Published on , by Philippe Dufour

This is the third and final act of an ambitious project bringing together Berlin’s rich and varied ethnological and Asian collections—without evading any of today's postcolonial issues.

The Schlüter courtyard of the Humboldt Forum in central Berlin.© Stiftung Humboldt... In Berlin, a Humboldt Forum Now at Full Capacity

The Schlüter courtyard of the Humboldt Forum in central Berlin.
© Stiftung Humboldt Forum im Berliner Schloss/Photo: Alexander Schippel

On September 17, over 25,000 visitors discovered the final installations of the Humboldt Forum: a venture that has successfully made it through thick and thin over 20 years.
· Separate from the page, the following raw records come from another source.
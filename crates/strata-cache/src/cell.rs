//! The tiered read/write algorithm shared by every cache object.

use std::collections::HashMap;
use std::sync::Arc;
use std::sync::atomic::{AtomicU64, Ordering};

use parking_lot::RwLock;
use strata_core::{DataKey, ReplicationPolicy, SharedConverter, refresh_stamp};
use strata_storage::field_value;

use crate::context::SyncContext;
use crate::propagation::{PropagationJob, WriteAck};

/// Values a cache cell can hold.
///
/// The default value is what a read returns for a key with no value in any
/// tier. An absent value is written as a delete.
pub trait CacheValue: Clone + Default + Send + Sync + 'static {
    fn is_absent(&self) -> bool;
}

impl<V: Clone + Send + Sync + 'static> CacheValue for Option<V> {
    fn is_absent(&self) -> bool {
        self.is_none()
    }
}

impl<V: Clone + Send + Sync + 'static> CacheValue for Vec<V> {
    fn is_absent(&self) -> bool {
        self.is_empty()
    }
}

impl<K, V> CacheValue for HashMap<K, V>
where
    K: Clone + Send + Sync + 'static,
    V: Clone + Send + Sync + 'static,
{
    fn is_absent(&self) -> bool {
        self.is_empty()
    }
}

struct CellState<S> {
    value: Arc<S>,
    /// Millisecond stamp of the last refresh or local write, `0` if never.
    timestamp: i64,
    /// `false` once a lookup or local delete established there is no value.
    exists: bool,
    /// Bumped on every local write.
    version: u64,
}


/// One cached field: local value plus freshness bookkeeping.
///
/// A cell is fresh while its stamp is newer than the last foreign
/// invalidation of its slot, or while one of its own writes is still queued
/// for propagation. A fresh cell answers reads from memory, with the default
/// value when `exists` is false.
pub(crate) struct CacheCell<S> {
    key: Arc<DataKey>,
    policy: ReplicationPolicy,
    converter: SharedConverter<S>,
    context: SyncContext,
    state: RwLock<CellState<S>>,
    /// Highest local write version that has left the propagation queue.
    /// Newer writes stay authoritative even if the slot goes stale.
    handed_off: Arc<AtomicU64>,
    /// Serialises read-modify-write mutations of this cell.
    write_lock: tokio::sync::Mutex<()>,
}

impl<S: CacheValue> CacheCell<S> {
    pub(crate) fn new(
        key: DataKey,
        policy: ReplicationPolicy,
        converter: SharedConverter<S>,
        context: SyncContext,
    ) -> Self {
        Self {
            key: Arc::new(key),
            policy,
            converter,
            context,
            state: RwLock::new(CellState {
                value: Arc::new(S::default()),
                timestamp: 0,
                exists: true,
                version: 0,
            }),
            handed_off: Arc::new(AtomicU64::new(0)),
            write_lock: tokio::sync::Mutex::new(()),
        }
    }

    pub(crate) fn key(&self) -> &DataKey {
        &self.key
    }

    pub(crate) fn policy(&self) -> ReplicationPolicy {
        self.policy
    }

    /// Whether the next read is answered without I/O.
    pub(crate) fn is_fresh(&self) -> bool {
        let state = self.state.read();
        self.answers_locally(&state)
    }

    fn answers_locally(&self, state: &CellState<S>) -> bool {
        self.policy.is_local()
            || state.version > self.handed_off.load(Ordering::Acquire)
            || self.context.clock().is_fresh(self.key.slot(), state.timestamp)
    }

    /// Read through local memory, the shared cache and the document store.
    pub(crate) async fn load(&self) -> Arc<S> {
        let version = {
            let state = self.state.read();
            if self.answers_locally(&state) {
                self.context.shared().stats.local_hit();
                return Arc::clone(&state.value);
            }
            state.version
        };

        // Taken before the I/O so an invalidation racing the fetch wins.
        let stamp = refresh_stamp();
        let fetched = self.fetch().await;

        let mut state = self.state.write();
        if state.version != version {
            // A local write landed while fetching; it is newer.
            return Arc::clone(&state.value);
        }
        match fetched {
            Some(value) => {
                state.value = Arc::new(value);
                state.exists = true;
            }
            None => {
                state.value = Arc::new(S::default());
                state.exists = false;
            }
        }
        state.timestamp = stamp;
        Arc::clone(&state.value)
    }

    /// Replace the value outright.
    pub(crate) async fn replace(&self, value: S) {
        let _guard = self.write_lock.lock().await;
        self.commit(value).await;
    }

    /// Clone the current value (refreshed first if stale), apply `f` and
    /// commit the result when `f` reports a change.
    pub(crate) async fn mutate<R>(&self, f: impl FnOnce(&mut S) -> (R, bool)) -> R {
        let _guard = self.write_lock.lock().await;
        let base = self.load().await;
        let mut next = S::clone(&base);
        let (result, changed) = f(&mut next);
        if changed {
            self.commit(next).await;
        }
        result
    }

    /// Install `value` locally, then hand propagation to the worker pool.
    async fn commit(&self, value: S) {
        let exists = !value.is_absent();
        let value = Arc::new(value);
        let version = {
            let mut state = self.state.write();
            state.value = Arc::clone(&value);
            state.exists = exists;
            state.timestamp = refresh_stamp();
            state.version += 1;
            state.version
        };

        if self.policy.is_local() {
            return;
        }

        let converter = Arc::clone(&self.converter);
        let job = PropagationJob::new(
            Arc::clone(&self.key),
            self.policy,
            Box::new(move || converter.encode(&value)),
            WriteAck::new(version, Arc::clone(&self.handed_off)),
        );
        self.context.propagator().submit(job).await;
    }

    async fn fetch(&self) -> Option<S> {
        let shared = self.context.shared();
        let cache_key = self.key.cache_key();

        match shared.shared_cache.get(cache_key).await {
            Ok(Some(raw)) if !raw.is_empty() => {
                let value = self.decode(&raw)?;
                tracing::debug!(key = %cache_key, "cache hit (shared)");
                shared.stats.shared_hit();
                return Some(value);
            }
            Ok(_) => {}
            Err(e) => {
                tracing::warn!(key = %cache_key, error = %e, "shared cache GET failed");
            }
        }

        if self.policy.persists()
            && let Some(raw) = self.fetch_from_store().await
        {
            let value = self.decode(&raw)?;
            tracing::debug!(key = %cache_key, "cache hit (store)");
            shared.stats.store_hit();
            if let Err(e) = shared.shared_cache.set(cache_key, &raw).await {
                tracing::warn!(key = %cache_key, error = %e, "shared cache write-back failed");
            }
            return Some(value);
        }

        tracing::debug!(key = %cache_key, "cache miss");
        shared.stats.miss();
        None
    }

    async fn fetch_from_store(&self) -> Option<String> {
        let location = self.key.location();
        match self
            .context
            .shared()
            .store
            .find_one(&location.collection, &location.document_key)
            .await
        {
            Ok(Some(document)) => field_value(&document, &location.field_name)
                .filter(|raw| !raw.is_empty())
                .map(str::to_string),
            Ok(None) => None,
            Err(e) => {
                tracing::warn!(key = %self.key, error = %e, "document store lookup failed");
                None
            }
        }
    }

    /// Undecodable data reads as absent.
    fn decode(&self, raw: &str) -> Option<S> {
        match self.converter.decode(raw) {
            Ok(value) => Some(value),
            Err(e) => {
                tracing::warn!(key = %self.key, error = %e, "discarding undecodable cached value");
                self.context.shared().stats.decode_failure();
                None
            }
        }
    }
}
After two partial openings—one virtual, because of the pandemic—this monumental journey, carried out under the auspices of Prussian explorer Alexander von Humboldt (1769-1859) and his brother Wilhelm (1767-1835), has firmly established itself as one of the world’s biggest spaces devoted to non-European cultures. Comprising not one but two museums housed in a brand-new Berlin palace, the institution exhibits over 24,000 objects—out of a total of 500,000 references from the Ethnologisches Museum and 40,000 from the Museum für Asiatische Kunst—in 17,000 m 2 of exhibition space. This long development process, which was further slowed by the health crisis, is inseparable from another vast and controversial project. Although the idea of a Humboldt Forum as a "center for dialogue between cultures and science" (as it was originally called) dates from the 1990s and the fall of the Wall, it needed a few more years to become a reality. It eventually took the form of an imposing royal palace, destroyed 72 years ago. Its reconstruction was voted by the Bundestag on July 4, 2002, despite those arguing for a more contemporary architecture, who were in the minority. The project was contested by many people for budgetary reasons (the final bill will be €680 M), but according to its supporters, this monumental reconstruction—a sphere in which…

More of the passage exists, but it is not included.